_Your assignment:_ Return each line of the data below that contains the string "AstNode".

Saved data entries
##############################

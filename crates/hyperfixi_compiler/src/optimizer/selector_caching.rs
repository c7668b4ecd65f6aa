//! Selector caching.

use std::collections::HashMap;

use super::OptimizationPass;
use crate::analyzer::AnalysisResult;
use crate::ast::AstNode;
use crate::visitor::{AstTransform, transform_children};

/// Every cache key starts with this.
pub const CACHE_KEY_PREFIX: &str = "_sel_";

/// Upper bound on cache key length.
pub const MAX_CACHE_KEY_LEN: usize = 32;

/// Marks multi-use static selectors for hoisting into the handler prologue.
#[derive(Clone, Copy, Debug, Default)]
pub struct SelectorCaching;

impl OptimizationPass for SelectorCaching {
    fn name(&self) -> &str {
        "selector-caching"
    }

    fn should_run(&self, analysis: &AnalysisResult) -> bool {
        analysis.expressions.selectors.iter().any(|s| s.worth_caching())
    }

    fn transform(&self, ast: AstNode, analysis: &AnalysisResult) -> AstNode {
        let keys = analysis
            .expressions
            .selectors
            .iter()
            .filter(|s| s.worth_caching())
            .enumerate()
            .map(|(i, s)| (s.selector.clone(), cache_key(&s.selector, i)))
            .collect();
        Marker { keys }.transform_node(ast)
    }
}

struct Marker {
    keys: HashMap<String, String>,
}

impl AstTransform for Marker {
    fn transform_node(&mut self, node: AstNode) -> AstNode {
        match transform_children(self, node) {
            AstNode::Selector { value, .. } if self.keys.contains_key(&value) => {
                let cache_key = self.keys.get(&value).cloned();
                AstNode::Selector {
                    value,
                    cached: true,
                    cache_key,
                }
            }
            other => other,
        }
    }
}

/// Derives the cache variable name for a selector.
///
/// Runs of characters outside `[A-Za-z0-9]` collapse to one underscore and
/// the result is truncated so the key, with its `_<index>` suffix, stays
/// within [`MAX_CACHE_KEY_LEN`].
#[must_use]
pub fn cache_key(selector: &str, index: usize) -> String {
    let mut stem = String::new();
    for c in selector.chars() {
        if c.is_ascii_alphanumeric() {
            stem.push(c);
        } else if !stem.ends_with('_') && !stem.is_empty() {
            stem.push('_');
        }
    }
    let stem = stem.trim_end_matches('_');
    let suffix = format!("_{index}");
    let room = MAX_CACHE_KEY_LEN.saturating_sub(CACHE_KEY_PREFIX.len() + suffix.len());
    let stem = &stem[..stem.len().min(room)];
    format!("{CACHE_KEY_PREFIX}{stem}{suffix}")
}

##############################

_Reply:_
use crate::ast::AstNode;
    fn transform(&self, ast: AstNode, analysis: &AnalysisResult) -> AstNode {
    fn transform_node(&mut self, node: AstNode) -> AstNode {
            AstNode::Selector { value, .. } if self.keys.contains_key(&value) => {
                AstNode::Selector {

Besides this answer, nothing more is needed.